* **What you should do**: Search the records for the string "ResolveArgs", and show each line where it appears.
-------- Information provided
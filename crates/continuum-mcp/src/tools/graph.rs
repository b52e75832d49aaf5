//! Graph tools: create_edge, get_edges, traverse, update_edge_properties,
//! delete_edge, get_project_tasks, resolve_node.

use continuum_core::{Direction, EdgeType, Engine, MemoryError, RequestContext, Result};
use serde::Deserialize;
use serde_json::{Map, Value};

use super::parse_args;
use crate::protocol::types::ToolDescription;

pub fn descriptors() -> Vec<ToolDescription> {
    vec![
        ToolDescription {
            name: "create_edge".to_string(),
            description: Some(
                "Link two memory nodes with a typed edge. depends_on edges are cycle-checked; \
                 child_of is stored as the flipped parent_of."
                    .to_string(),
            ),
            input_schema: serde_json::json!({
                "type": "object",
                "properties": {
                    "from_node_id": {"type": "string"},
                    "to_node_id": {"type": "string"},
                    "type": {"type": "string", "enum": ["parent_of", "child_of", "references", "related_to", "created_by", "depends_on"]},
                    "properties": {"type": "object", "description": "Free-form edge properties, e.g. {status, priority, agent}"},
                    "op_id": {"type": "string"}
                },
                "required": ["from_node_id", "to_node_id", "type"]
            }),
        },
        ToolDescription {
            name: "get_edges".to_string(),
            description: Some("Edges touching a node, by direction and optional type.".to_string()),
            input_schema: serde_json::json!({
                "type": "object",
                "properties": {
                    "node_id": {"type": "string"},
                    "direction": {"type": "string", "enum": ["in", "out", "both"], "default": "both"},
                    "type": {"type": "string", "enum": ["parent_of", "child_of", "references", "related_to", "created_by", "depends_on"]}
                },
                "required": ["node_id"]
            }),
        },
        ToolDescription {
            name: "traverse".to_string(),
            description: Some(
                "Breadth-first walk from a node, cycle-safe, depth 1-5. Returns {node, edge, \
                 depth} per hop."
                    .to_string(),
            ),
            input_schema: serde_json::json!({
                "type": "object",
                "properties": {
                    "node_id": {"type": "string"},
                    "type": {"type": "string", "enum": ["parent_of", "child_of", "references", "related_to", "created_by", "depends_on"]},
                    "direction": {"type": "string", "enum": ["in", "out", "both"], "default": "both"},
                    "depth": {"type": "integer", "minimum": 1, "maximum": 5, "default": 1}
                },
                "required": ["node_id"]
            }),
        },
        ToolDescription {
            name: "update_edge_properties".to_string(),
            description: Some(
                "JSON-merge into an edge's property bag; null values remove keys.".to_string(),
            ),
            input_schema: serde_json::json!({
                "type": "object",
                "properties": {
                    "edge_id": {"type": "string"},
                    "properties": {"type": "object"},
                    "op_id": {"type": "string"}
                },
                "required": ["edge_id", "properties"]
            }),
        },
        ToolDescription {
            name: "delete_edge".to_string(),
            description: Some("Delete an edge by id.".to_string()),
            input_schema: serde_json::json!({
                "type": "object",
                "properties": {
                    "edge_id": {"type": "string"},
                    "op_id": {"type": "string"}
                },
                "required": ["edge_id"]
            }),
        },
        ToolDescription {
            name: "get_project_tasks".to_string(),
            description: Some(
                "Kanban projection: parent_of children of a project node grouped by the \
                 status edge property (todo/doing/done; unknown statuses read as todo)."
                    .to_string(),
            ),
            input_schema: serde_json::json!({
                "type": "object",
                "properties": {
                    "project_node_id": {"type": "string"}
                },
                "required": ["project_node_id"]
            }),
        },
        ToolDescription {
            name: "resolve_node".to_string(),
            description: Some(
                "Resolve any memory node id (hof_/kn_/cap_/fb_/dec_) to its backing entity."
                    .to_string(),
            ),
            input_schema: serde_json::json!({
                "type": "object",
                "properties": {
                    "node_id": {"type": "string"}
                },
                "required": ["node_id"]
            }),
        },
    ]
}

fn parse_edge_type(s: &str) -> Result<EdgeType> {
    EdgeType::parse_name(s)
        .ok_or_else(|| MemoryError::Validation(format!("unknown edge type '{s}'")))
}

fn parse_direction(s: &str) -> Result<Direction> {
    Direction::parse_name(s)
        .ok_or_else(|| MemoryError::Validation(format!("unknown direction '{s}'")))
}

#[derive(Debug, Deserialize)]
#[serde(deny_unknown_fields)]
struct CreateEdgeArgs {
    from_node_id: String,
    to_node_id: String,
    #[serde(rename = "type")]
    edge_type: String,
    #[serde(default)]
    properties: Option<Map<String, Value>>,
}

pub async fn execute_create_edge(
    engine: &Engine,
    ctx: &RequestContext,
    args: Option<Value>,
) -> Result<Value> {
    let args: CreateEdgeArgs = parse_args(args)?;
    let edge_type = parse_edge_type(&args.edge_type)?;
    let edge = engine.graph.create_edge(
        ctx,
        &args.from_node_id,
        &args.to_node_id,
        edge_type,
        args.properties,
    )?;
    Ok(serde_json::json!({
        "edge_id": edge.id,
        "from_node_id": edge.from_node_id,
        "to_node_id": edge.to_node_id,
        "type": edge.edge_type,
        "properties": edge.properties,
        "created_at": edge.created_at,
    }))
}

#[derive(Debug, Deserialize)]
#[serde(deny_unknown_fields)]
struct GetEdgesArgs {
    node_id: String,
    #[serde(default = "default_direction")]
    direction: String,
    #[serde(rename = "type", default)]
    edge_type: Option<String>,
}

fn default_direction() -> String {
    "both".to_string()
}

pub async fn execute_get_edges(
    engine: &Engine,
    ctx: &RequestContext,
    args: Option<Value>,
) -> Result<Value> {
    let args: GetEdgesArgs = parse_args(args)?;
    let direction = parse_direction(&args.direction)?;
    let edge_type = args.edge_type.as_deref().map(parse_edge_type).transpose()?;
    let edges = engine
        .graph
        .get_edges(ctx, &args.node_id, direction, edge_type)?;
    Ok(serde_json::json!({
        "total": edges.len(),
        "edges": edges,
    }))
}

#[derive(Debug, Deserialize)]
#[serde(deny_unknown_fields)]
struct TraverseArgs {
    node_id: String,
    #[serde(rename = "type", default)]
    edge_type: Option<String>,
    #[serde(default = "default_direction")]
    direction: String,
    #[serde(default = "default_depth")]
    depth: u32,
}

fn default_depth() -> u32 {
    1
}

pub async fn execute_traverse(
    engine: &Engine,
    ctx: &RequestContext,
    args: Option<Value>,
) -> Result<Value> {
    let args: TraverseArgs = parse_args(args)?;
    let direction = parse_direction(&args.direction)?;
    let edge_type = args.edge_type.as_deref().map(parse_edge_type).transpose()?;
    let hits = engine
        .graph
        .traverse(ctx, &args.node_id, edge_type, direction, args.depth)?;
    Ok(serde_json::json!({
        "total": hits.len(),
        "results": hits,
    }))
}

#[derive(Debug, Deserialize)]
#[serde(deny_unknown_fields)]
struct UpdatePropsArgs {
    edge_id: String,
    properties: Map<String, Value>,
}

pub async fn execute_update_edge_properties(
    engine: &Engine,
    ctx: &RequestContext,
    args: Option<Value>,
) -> Result<Value> {
    let args: UpdatePropsArgs = parse_args(args)?;
    let edge = engine
        .graph
        .update_edge_properties(ctx, &args.edge_id, args.properties)?;
    Ok(serde_json::json!({
        "edge_id": edge.id,
        "properties": edge.properties,
        "updated_at": edge.updated_at,
    }))
}

#[derive(Debug, Deserialize)]
#[serde(deny_unknown_fields)]
struct DeleteEdgeArgs {
    edge_id: String,
}

pub async fn execute_delete_edge(
    engine: &Engine,
    ctx: &RequestContext,
    args: Option<Value>,
) -> Result<Value> {
    let args: DeleteEdgeArgs = parse_args(args)?;
    engine.graph.delete_edge(ctx, &args.edge_id)?;
    Ok(serde_json::json!({ "deleted": true, "edge_id": args.edge_id }))
}

#[derive(Debug, Deserialize)]
#[serde(deny_unknown_fields)]
struct ProjectTasksArgs {
    project_node_id: String,
}

pub async fn execute_get_project_tasks(
    engine: &Engine,
    ctx: &RequestContext,
    args: Option<Value>,
) -> Result<Value> {
    let args: ProjectTasksArgs = parse_args(args)?;
    let board = engine.graph.get_project_tasks(ctx, &args.project_node_id)?;
    serde_json::to_value(board).map_err(|e| MemoryError::Permanent(e.to_string()))
}

#[derive(Debug, Deserialize)]
#[serde(deny_unknown_fields)]
struct ResolveArgs {
    node_id: String,
}

pub async fn execute_resolve_node(
    engine: &Engine,
    ctx: &RequestContext,
    args: Option<Value>,
) -> Result<Value> {
    let args: ResolveArgs = parse_args(args)?;
    let node = engine.graph.resolve_node(ctx, &args.node_id)?;
    serde_json::to_value(node).map_err(|e| MemoryError::Permanent(e.to_string()))
}

// ============================================================================
// TESTS
// ============================================================================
----------------
* **The answer**:
struct ResolveArgs {
    let args: ResolveArgs = parse_args(args)?;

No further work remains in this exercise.